The rights of the parties in interest in this case have not been made perfectly clear by the Statutes referred to, nor by any precedents that, have been established by decision of the higher courts, that I have been able to find, and it seems to be necessary to interpret this and other parts of the statutes relating to homesteads as they apply to the particular case on hearing. It would seem that Section 5435 was designed particularly for the families of judgment debtors, and to preserve for them a home, and that any such debtor might assert this claim whether the debtor was the head of a family, or a widow or widower with unmarried daughter or minor son, as against the claim of their creditors, on judgment or order against their own property, and in accordance with Section 5440 might claim the $500 out of the proceeds of such a sale if the homestead could not be set off by metes and bounds, and from the particular manner in which these sections are drawn I am led to think they apply only to judgment debtors, and their own property. I am still further confirmed in this opinion from the fact that the statutes make special provision for a widow and minor children (Sec. 6038 R. S.) exempting for their benefit all articles necessary for housekeeping furniture, books, wearing apparel, one cow or money to buy one with, and further [Sec. 4188 R. S.] gives her the use of the

Mansion House for one year and provides [Sec. 6040-41] for an allowance for the support of the widow for one year: an allowance which is usualy a very liberal one; The widow is further entitled to her dower in all the realty a right from which she cannot be debarred but by her own act and in which she is fully protected as against the creditors of her deceased husband.

But the Statutes go further and make a provision especially for such a case as this one [Sec. 543738] [a provision that would be entirely unnecessary if the Statutes upon which this claim is based were applicable and give the right of homestead exemption to a widow.] It is in these Sections provided that, "on petition of executors or administrators to sell to pay the debts, the lands of a decedent who has left a widow and a minor child unmarried and composing part of the decedent's family at the time of his death, the appraiser shall proceed to set apart a homestead as provided in the next section etc." Sec. 5438 provides that" on application of the debtor, his wife, agent, or attorney " [and I presume in this case the widow] at any time before sale, the officer, executing any suit founded on judgment or order shall cause the appraiser to set off by mets and bounds a homestead not exceeding $1000 in value" etc.

Under this provision the family get the use of the homestead for a limited period, until the minor was either married, dead, or of age, and under the present law (79 O. L. 107) during the life time of the widow or unmarried minor, and the decisions are positive that at the expiration of this time the property reverts to the heirs.
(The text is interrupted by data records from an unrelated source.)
//! Purchases Repository

use async_trait::async_trait;
use mockall::automock;
use reqwest::Method;
use serde::Deserialize;
use serde_json::json;

use crate::{
    auth::UserUuid,
    backend::{BackendError, PREFER_RETURN_MINIMAL, PostgrestClient, eq_filter, in_filter},
    domain::{
        designs::DesignUuid,
        purchases::models::{NewPurchase, PurchaseRecord},
    },
};

const PURCHASES_TABLE: &str = "purchased_tattoos";
const PURCHASE_CART_RPC: &str = "purchase_cart";

#[automock]
#[async_trait]
pub trait PurchasesRepository: Send + Sync {
    async fn create_purchase(&self, purchase: NewPurchase) -> Result<(), BackendError>;

    async fn list_purchases(&self, user: UserUuid) -> Result<Vec<PurchaseRecord>, BackendError>;

    /// Which of the given designs already have a purchase record.
    async fn find_purchased(
        &self,
        designs: Vec<DesignUuid>,
    ) -> Result<Vec<DesignUuid>, BackendError>;

    /// Buy every design in the user's cart as one unit. Any error means
    /// nothing was bought.
    async fn purchase_cart(&self, user: UserUuid) -> Result<(), BackendError>;
}

#[derive(Debug, Clone)]
pub struct RestPurchasesRepository {
    client: PostgrestClient,
}

impl RestPurchasesRepository {
    #[must_use]
    pub fn new(client: PostgrestClient) -> Self {
        Self { client }
    }
}

#[derive(Deserialize)]
struct PurchasedRow {
    tattoo_id: DesignUuid,
}

#[async_trait]
impl PurchasesRepository for RestPurchasesRepository {
    async fn create_purchase(&self, purchase: NewPurchase) -> Result<(), BackendError> {
        let request = self
            .client
            .table(Method::POST, PURCHASES_TABLE)
            .header("Prefer", PREFER_RETURN_MINIMAL)
            .json(&purchase);

        self.client.execute(request).await
    }

    async fn list_purchases(&self, user: UserUuid) -> Result<Vec<PurchaseRecord>, BackendError> {
        let request = self.client.table(Method::GET, PURCHASES_TABLE).query(&[
            ("select", "*,tattoos(*)".to_string()),
            ("user_id", eq_filter(user)),
            ("order", "purchase_date.desc".to_string()),
        ]);

        self.client.fetch(request).await
    }

    async fn find_purchased(
        &self,
        designs: Vec<DesignUuid>,
    ) -> Result<Vec<DesignUuid>, BackendError> {
        if designs.is_empty() {
            return Ok(Vec::new());
        }

        let request = self.client.table(Method::GET, PURCHASES_TABLE).query(&[
            ("select", "tattoo_id".to_string()),
            ("tattoo_id", in_filter(designs)),
        ]);

        let rows: Vec<PurchasedRow> = self.client.fetch(request).await?;

        Ok(rows.into_iter().map(|row| row.tattoo_id).collect())
    }

    async fn purchase_cart(&self, user: UserUuid) -> Result<(), BackendError> {
        let request = self
            .client
            .rpc(PURCHASE_CART_RPC)
            .json(&json!({ "p_user_id": user }));

        self.client.execute(request).await
    }
}

#[cfg(test)]
mod tests {
    use jiff::Timestamp;
    use testresult::TestResult;

    use super::*;

    #[test]
    fn new_purchase_uses_backend_column_names() -> TestResult {
        let purchase = NewPurchase {
            user: UserUuid::new(),
            design: DesignUuid::new(),
            purchase_date: Timestamp::UNIX_EPOCH,
            certificate_url: "https://example.co/c.pdf".to_string(),
        };

        let value = serde_json::to_value(&purchase)?;

        assert!(value.get("user_id").is_some());
        assert!(value.get("tattoo_id").is_some());
        assert_eq!(
            value.get("purchase_date").and_then(|v| v.as_str()),
            Some("1970-01-01T00:00:00Z")
        );

        Ok(())
    }
}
I believe the only right to such a homestead is given by the two sections refered to, and can only be given to widows upon demand before sale. and in the manner prescribed therein.

That the only rights a widow has in the estate of her deceased husband, are the statutory allowances, her years support, her distributive share of his personalty the use of the mansion house for a year, a homestead as prescribed in section 5437 if it can be had, and her dower interest in his realty; that she then as a widow would be entitled to the benefits arising from her own property to be derived from section 5435-40. Further that if the homestead was charged with liens which precluded the assignment of a homestead in the manner prescribed by section 5437-38 she would not be entitled to anything in lieu of it. It cannot be claimed that a widow would be entitled to the benefits to be derived from the provisions of both of the sections referred to(5435 and 5437) and it would seem that the latter was enacted expressly to provide for cases not covered by the former, and that the claim of a widow to a homestead out of her husbands estate, depends upon that section alone.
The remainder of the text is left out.